Work instructions:
If a line holds the word "resolver", copy it from the entries.

[Dataset items]
*****
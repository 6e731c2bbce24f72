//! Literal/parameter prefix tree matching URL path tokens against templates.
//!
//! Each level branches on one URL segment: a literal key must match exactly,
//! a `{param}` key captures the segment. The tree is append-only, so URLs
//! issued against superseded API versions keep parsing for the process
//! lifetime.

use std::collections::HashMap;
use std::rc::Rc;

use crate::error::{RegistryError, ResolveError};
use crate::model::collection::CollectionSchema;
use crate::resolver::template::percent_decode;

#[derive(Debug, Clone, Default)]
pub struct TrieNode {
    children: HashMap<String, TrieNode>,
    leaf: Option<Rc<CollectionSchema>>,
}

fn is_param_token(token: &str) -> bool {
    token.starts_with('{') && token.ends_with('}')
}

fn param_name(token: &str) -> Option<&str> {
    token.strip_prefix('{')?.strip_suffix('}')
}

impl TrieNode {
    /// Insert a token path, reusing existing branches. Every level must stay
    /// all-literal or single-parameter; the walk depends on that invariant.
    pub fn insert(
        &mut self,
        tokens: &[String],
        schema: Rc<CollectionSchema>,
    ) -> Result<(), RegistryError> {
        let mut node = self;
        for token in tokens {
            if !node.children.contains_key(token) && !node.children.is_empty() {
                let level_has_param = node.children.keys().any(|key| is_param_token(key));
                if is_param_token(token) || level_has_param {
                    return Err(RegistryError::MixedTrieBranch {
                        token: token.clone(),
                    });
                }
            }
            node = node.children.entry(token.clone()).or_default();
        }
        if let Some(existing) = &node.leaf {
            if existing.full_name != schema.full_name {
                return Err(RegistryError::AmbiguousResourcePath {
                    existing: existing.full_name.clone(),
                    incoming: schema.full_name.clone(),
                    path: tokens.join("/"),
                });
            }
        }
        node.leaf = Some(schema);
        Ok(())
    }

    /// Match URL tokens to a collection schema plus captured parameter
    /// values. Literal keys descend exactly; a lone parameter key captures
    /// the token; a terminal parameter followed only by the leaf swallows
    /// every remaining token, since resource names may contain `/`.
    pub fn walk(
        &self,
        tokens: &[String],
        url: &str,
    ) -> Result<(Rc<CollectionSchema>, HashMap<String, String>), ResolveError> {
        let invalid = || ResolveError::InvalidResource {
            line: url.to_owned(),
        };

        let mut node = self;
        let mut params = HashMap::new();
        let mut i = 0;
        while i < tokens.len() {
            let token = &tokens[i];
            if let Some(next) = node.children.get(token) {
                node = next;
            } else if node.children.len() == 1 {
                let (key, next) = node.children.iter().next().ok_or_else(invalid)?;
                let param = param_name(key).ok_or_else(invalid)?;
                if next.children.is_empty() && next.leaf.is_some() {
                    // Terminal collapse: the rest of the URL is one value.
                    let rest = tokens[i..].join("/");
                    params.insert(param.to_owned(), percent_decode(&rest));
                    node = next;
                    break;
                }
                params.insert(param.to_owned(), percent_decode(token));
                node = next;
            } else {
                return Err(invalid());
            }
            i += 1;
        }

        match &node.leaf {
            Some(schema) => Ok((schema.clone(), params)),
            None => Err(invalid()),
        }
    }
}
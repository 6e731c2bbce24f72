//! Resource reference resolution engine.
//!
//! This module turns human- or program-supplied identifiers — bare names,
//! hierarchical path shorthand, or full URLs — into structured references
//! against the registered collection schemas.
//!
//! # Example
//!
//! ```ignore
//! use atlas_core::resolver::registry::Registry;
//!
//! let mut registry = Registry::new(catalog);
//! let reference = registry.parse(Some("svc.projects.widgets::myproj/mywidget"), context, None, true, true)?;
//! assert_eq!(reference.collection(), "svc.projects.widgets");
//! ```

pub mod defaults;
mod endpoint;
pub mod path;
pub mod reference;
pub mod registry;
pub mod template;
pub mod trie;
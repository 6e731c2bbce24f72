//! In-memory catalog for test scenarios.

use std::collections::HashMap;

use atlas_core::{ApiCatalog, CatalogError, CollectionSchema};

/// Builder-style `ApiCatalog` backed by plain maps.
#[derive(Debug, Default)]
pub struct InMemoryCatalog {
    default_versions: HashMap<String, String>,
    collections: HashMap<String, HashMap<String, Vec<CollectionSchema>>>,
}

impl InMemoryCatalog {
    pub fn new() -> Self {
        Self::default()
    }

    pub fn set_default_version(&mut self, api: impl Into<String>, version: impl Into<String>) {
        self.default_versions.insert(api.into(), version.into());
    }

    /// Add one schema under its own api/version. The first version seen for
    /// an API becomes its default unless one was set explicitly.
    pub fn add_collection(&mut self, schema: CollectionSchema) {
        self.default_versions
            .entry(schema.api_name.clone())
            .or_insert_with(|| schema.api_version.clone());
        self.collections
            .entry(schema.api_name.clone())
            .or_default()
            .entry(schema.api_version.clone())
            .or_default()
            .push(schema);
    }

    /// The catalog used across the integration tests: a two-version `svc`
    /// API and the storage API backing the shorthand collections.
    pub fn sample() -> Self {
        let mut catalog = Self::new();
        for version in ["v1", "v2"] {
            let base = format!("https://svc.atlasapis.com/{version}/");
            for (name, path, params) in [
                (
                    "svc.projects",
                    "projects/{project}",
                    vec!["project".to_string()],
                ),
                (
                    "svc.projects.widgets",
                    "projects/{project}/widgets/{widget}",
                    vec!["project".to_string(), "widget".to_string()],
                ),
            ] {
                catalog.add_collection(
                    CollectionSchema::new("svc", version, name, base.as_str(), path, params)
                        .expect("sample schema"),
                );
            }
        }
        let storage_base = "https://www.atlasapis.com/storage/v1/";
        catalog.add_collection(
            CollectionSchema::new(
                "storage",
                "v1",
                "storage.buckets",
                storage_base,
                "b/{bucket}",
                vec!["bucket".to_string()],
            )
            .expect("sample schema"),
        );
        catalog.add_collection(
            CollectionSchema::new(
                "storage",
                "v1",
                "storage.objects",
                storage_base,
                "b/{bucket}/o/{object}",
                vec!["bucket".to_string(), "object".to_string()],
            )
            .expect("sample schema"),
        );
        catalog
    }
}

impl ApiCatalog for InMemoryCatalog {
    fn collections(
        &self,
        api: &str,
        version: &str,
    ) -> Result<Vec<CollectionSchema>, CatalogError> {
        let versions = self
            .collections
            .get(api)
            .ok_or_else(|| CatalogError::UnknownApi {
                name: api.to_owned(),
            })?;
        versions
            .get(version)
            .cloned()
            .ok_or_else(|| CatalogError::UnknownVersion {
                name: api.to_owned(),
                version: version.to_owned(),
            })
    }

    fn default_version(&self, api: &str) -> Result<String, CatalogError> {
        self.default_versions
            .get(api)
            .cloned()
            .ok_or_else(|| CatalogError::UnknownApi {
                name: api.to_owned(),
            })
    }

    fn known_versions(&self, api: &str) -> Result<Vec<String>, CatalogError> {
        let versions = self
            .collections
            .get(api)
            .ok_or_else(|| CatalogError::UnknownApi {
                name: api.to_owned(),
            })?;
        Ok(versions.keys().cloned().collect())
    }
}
*****
Solution below:
use crate::resolver::template::percent_decode;
//! use atlas_core::resolver::registry::Registry;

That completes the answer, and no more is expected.